A collaboration between Charlotte’s White Point Partners and Atlanta’s Paces Properties, Optimist Hall occupies the former Highland Park Manufacturing Company’s Mill No. 1. Once one of the nation’s largest gingham manufacturers, the facility was built and expanded between 1892 and 1930. The U-shaped structure houses the food hall in the east wing of its main level, restaurant and retail space in its west wing (along with a few lower-level spaces) and Duke Energy offices above.

Erik Johnson, co-founder of White Point Partners, had worked with Merritt Lancaster of Paces Properties previously when he was a banker and Lancaster was a multifamily housing operator. They decided to join forces once again to refurbish an old structure in Charlotte. Lancaster, who helped develop Atlanta’s Krog Street Market food hall with Paces Properties, had an interest in replicating something similar in North Carolina’s largest city — and he saw an opportunity as well.

“We compared the food scene in Charlotte to Charleston, Atlanta and Nashville and observed there was less competition,” he said.

They were looking for a historic property from the start. Johnson said White Point Partners focuses on reusing historic buildings because they supply character that can’t be replicated. Their search covered the Charlotte area and wasn’t focused exclusively on the Mill District, but it proved a logical fit.

“It wasn’t so much that we chased that market, but that’s what was open,” Johnson said.

An Area on the Rebound

Formerly a center of the textile industry, the Mill District stretches north of Charlotte’s downtown, starting just across Interstate 277 from the city’s business center and spanning a sliver about three miles long. It contains seven intact mills built between 1889 and 1940. Local textile tycoon Daniel A. Tompkins developed many of them, including the precursor to Optimist Hall. Tompkins built more than 250 cotton oil mills, 150 electric plants and 100 textile mills across the South before he died in 1914.

The local textile industry and the surrounding neighborhoods began a long decline after World War II. Statistics from the Charlotte-Mecklenburg Planning Commission show how dire things became. As recently as 1987, more than 97% of the housing units in Optimist Park, the small historic neighborhood that surrounds the hall, were deemed dilapidated or deteriorated.

Fortunes have turned in the past decade, however. The neighborhood is attracting young professionals who are renovating the housing stock, and the long-shuttered mills have been repurposed or are in various stages of redevelopment. Highland Park Mill No. 3 is now Heist Brewing and Highland Mill Lofts. The Alpha Cotton Mill is now Alpha Mill Apartments. The Mecklenburg Cotton Mill is The Lofts at NoDa Mills. The Louise Cotton Mill is now The Lofts at Hawthorne Mill. The Chadbourn Hosiery Mills sold in August to a group planning an office and retail conversion. A final historic structure, the Johnston Mill, is expected to be developed into apartments.

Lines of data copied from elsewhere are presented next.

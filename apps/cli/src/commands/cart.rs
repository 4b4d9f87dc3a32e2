//! # Cart Commands
//!
//! Toggle, remove, and show. Every mutation goes through
//! [`PersistentCart`], so the slot on disk is current before the command
//! prints anything.

use warung_core::view::format_size_gb;
use warung_core::ToggleOutcome;
use warung_store::{load_catalog, CartSlot, PersistentCart};

use super::CommandResult;
use crate::config::Config;

/// Toggles a catalog item in or out of the cart.
///
/// The item is looked up by exact name: toggling snapshots the current
/// catalog record, so the catalog has to be readable here even though
/// showing the cart does not need it.
pub fn toggle(config: &Config, name: &str) -> CommandResult {
    let catalog = match load_catalog(&config.catalog_path) {
        Ok(catalog) => catalog,
        Err(err) => {
            return CommandResult::notice(format!(
                "Katalog tidak tersedia, tidak bisa memilih game. ({err})"
            ))
        }
    };

    let Some(item) = catalog.items().iter().find(|item| item.name == name) else {
        return CommandResult::notice(format!("'{name}' tidak ada di katalog."));
    };

    let mut cart = PersistentCart::open(CartSlot::new(&config.cart_path));
    match cart.toggle(item) {
        Ok(ToggleOutcome::Added) => {
            CommandResult::success(format!("'{}' ditambahkan ke keranjang.", item.name))
        }
        Ok(ToggleOutcome::Removed) => {
            CommandResult::success(format!("'{}' dibatalkan dari keranjang.", item.name))
        }
        Err(err) => CommandResult::notice(format!("Gagal menyimpan keranjang: {err}")),
    }
}

/// Removes an entry from the cart. Removing something that is not there
/// is a quiet no-op.
pub fn remove(config: &Config, name: &str) -> CommandResult {
    let mut cart = PersistentCart::open(CartSlot::new(&config.cart_path));
    match cart.remove(name) {
        Ok(true) => CommandResult::success(format!("'{name}' dihapus dari keranjang.")),
        Ok(false) => CommandResult::success(format!("'{name}' tidak ada di keranjang.")),
        Err(err) => CommandResult::notice(format!("Gagal menyimpan keranjang: {err}")),
    }
}

/// Prints the cart panel: numbered entries and the running totals.
pub fn show(config: &Config) -> CommandResult {
    let cart = CartSlot::new(&config.cart_path).load_or_empty();
    if cart.is_empty() {
        return CommandResult::success("Keranjang kosong.");
    }

    let mut out = String::new();
    for (index, entry) in cart.entries().iter().enumerate() {
        out.push_str(&format!(
            "{}. {}\n   {} - {}\n",
            index + 1,
            entry.name,
            format_size_gb(entry.size_gb),
            entry.price()
        ));
    }

    let totals = cart.totals();
    out.push_str(&format!(
        "\nTotal Size : {}\nTotal Bayar: {}",
        format_size_gb(totals.total_size_gb),
        totals.total_price
    ));

    CommandResult::success(out)
}

// =============================================================================
// Unit Tests
// =============================================================================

A supply of historic buildings wasn’t the only incentive for the developers of Optimist Hall. The city’s recent Lynx Blue Line light rail extension runs alongside the project, and a station is located a quarter mile away from Optimist Hall.

OptimistCourtyard

The courtyard at Optimist Hall features plentiful outdoor seating and views of Charlotte's downtown skyline a short distance to the south. The Plaid Penguin

Despite its name, the Mill District is not merely industrial — or all mill conversions, either. It contains industrial parcels along with a large residential population, especially near the Optimist Hall portion. One element it did not contain was offices.

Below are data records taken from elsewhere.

//! # Cart Module
//!
//! The user's selected items: a set keyed by item name, in insertion
//! order, with no quantity concept. Selecting an already-selected item
//! deselects it.
//!
//! Persistence lives in `warung-store`; this type is pure collection math
//! and serializes as a bare JSON array, the same shape the original
//! widget kept in its storage slot.

use serde::{Deserialize, Serialize};

use crate::price::Rupiah;
use crate::types::{CartEntry, Item};

// =============================================================================
// Cart
// =============================================================================

/// The shopping cart.
///
/// ## Invariants
/// - Entries are unique by `name` (toggling an in-cart item removes it)
/// - Iteration order is insertion order
#[derive(Debug, Clone, Default, PartialEq, Serialize, Deserialize)]
#[serde(transparent)]
pub struct Cart {
    entries: Vec<CartEntry>,
}

/// What a toggle did, so callers can phrase their feedback.
#[derive(Debug, Clone, Copy, PartialEq, Eq)]
pub enum ToggleOutcome {
    /// The item was not in the cart and has been added.
    Added,
    /// The item was in the cart and has been removed.
    Removed,
}

impl Cart {
    /// Creates an empty cart.
    pub fn new() -> Self {
        Cart::default()
    }

    /// Builds a cart from previously persisted entries.
    pub fn from_entries(entries: Vec<CartEntry>) -> Self {
        Cart { entries }
    }

    /// Toggles an item: removes it if present, otherwise snapshots it in.
    ///
    /// The snapshot copies the item by value, so a later catalog change
    /// (a discount appearing or vanishing) does not retroactively alter
    /// what was selected. Toggling twice restores the prior state.
    pub fn toggle(&mut self, item: &Item) -> ToggleOutcome {
        if self.remove(&item.name) {
            ToggleOutcome::Removed
        } else {
            self.entries.push(CartEntry::from_item(item));
            ToggleOutcome::Added
        }
    }

    /// Removes the entry with this name. Returns whether anything changed;
    /// removing an absent name is a no-op.
    pub fn remove(&mut self, name: &str) -> bool {
        let before = self.entries.len();
        self.entries.retain(|entry| entry.name != name);
        self.entries.len() != before
    }

    /// Whether an entry with this name exists.
    pub fn contains(&self, name: &str) -> bool {
        self.entries.iter().any(|entry| entry.name == name)
    }

    /// Entries in insertion order.
    pub fn entries(&self) -> &[CartEntry] {
        &self.entries
    }

    /// Number of entries.
    pub fn len(&self) -> usize {
        self.entries.len()
    }

    pub fn is_empty(&self) -> bool {
        self.entries.is_empty()
    }

    /// Sums price and raw size over all entries.
    pub fn totals(&self) -> CartTotals {
        CartTotals::from(self)
    }
}

// =============================================================================
// Cart Totals
// =============================================================================

/// Summed cart figures for display and for the order message footer.
#[derive(Debug, Clone, Copy, PartialEq)]
pub struct CartTotals {
    /// Sum of the pricing rule over all entries.
    pub total_price: Rupiah,
    /// Sum of raw sizes in gigabytes.
    pub total_size_gb: f64,
}

impl From<&Cart> for CartTotals {
    fn from(cart: &Cart) -> Self {
        CartTotals {
            total_price: cart.entries.iter().map(CartEntry::price).sum(),
            total_size_gb: cart.entries.iter().map(|entry| entry.size_gb).sum(),
        }
    }
}

// =============================================================================
// Unit Tests
// =============================================================================

#[cfg(test)]
mod tests {
    use super::*;

    fn items() -> (Item, Item) {
        (
            Item::new("Stardew Valley", 1.2),
            Item::with_discount("Celeste", 0.5, 0.1),
        )
    }

    #[test]
    fn test_toggle_adds_then_removes() {
        let (a, _) = items();
        let mut cart = Cart::new();

        assert_eq!(cart.toggle(&a), ToggleOutcome::Added);
        assert!(cart.contains("Stardew Valley"));

        assert_eq!(cart.toggle(&a), ToggleOutcome::Removed);
        assert!(!cart.contains("Stardew Valley"));
    }

    #[test]
    fn test_double_toggle_restores_prior_state() {
        let (a, b) = items();
        let mut cart = Cart::new();
        cart.toggle(&a);

        let snapshot = cart.clone();
        cart.toggle(&b);
        cart.toggle(&b);
        assert_eq!(cart.entries().len(), snapshot.entries().len());
        assert_eq!(cart.entries()[0].name, snapshot.entries()[0].name);
    }

    #[test]
    fn test_no_duplicate_entries() {
        let (a, _) = items();
        let mut cart = Cart::new();
        cart.toggle(&a);
        cart.toggle(&a);
        cart.toggle(&a);
        assert_eq!(cart.len(), 1);
    }

    #[test]
    fn test_remove_absent_is_noop() {
        let mut cart = Cart::new();
        assert!(!cart.remove("Nothing Here"));
        assert!(cart.is_empty());
    }

    #[test]
    fn test_entries_keep_insertion_order() {
        let (a, b) = items();
        let mut cart = Cart::new();
        cart.toggle(&b);
        cart.toggle(&a);

        let names: Vec<&str> = cart.entries().iter().map(|e| e.name.as_str()).collect();
        assert_eq!(names, ["Celeste", "Stardew Valley"]);
    }

    #[test]
    fn test_totals() {
        let (a, b) = items();
        let mut cart = Cart::new();
        cart.toggle(&a); // Rp 2.000, 1.2 GB
        cart.toggle(&b); // Rp 900, 0.5 GB

        let totals = cart.totals();
        assert_eq!(totals.total_price, Rupiah::new(2900));
        assert!((totals.total_size_gb - 1.7).abs() < 1e-9);
    }

    #[test]
    fn test_serializes_as_bare_array() {
        let (a, _) = items();
        let mut cart = Cart::new();
        cart.toggle(&a);

        let json = serde_json::to_string(&cart).unwrap();
        assert!(json.starts_with('['));

        let restored: Cart = serde_json::from_str(&json).unwrap();
        assert_eq!(restored.entries()[0].name, "Stardew Valley");
    }
}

“A lot of people said ‘this is not an office market — how are you going to lease office space?’ ” Johnson said.

Standard market analysis showed that the demographics of the area weren’t ideal, but its central location and proximity to light rail, along with plenty of housing nearby (there are 1,200 to 1,500 apartment units within a half mile of the property), helped sway the decision to add office space.

Lancaster added that the neighborhood didn’t quite match the stereotypical millennial demographic ideal of the food hall market, either — but that was OK with the development team.

“If you end up in a market that’s too highly focused on the modern apartment dweller, that’s just a sliver of the market,” he said.

The Mill District is more affordable and mixed.

“It’s much more diverse, and you have a good mix of single-family housing and rental housing, and for us that’s a very important thing,” Lancaster said. “We like to be in neighborhoods where someone could spend their whole life.”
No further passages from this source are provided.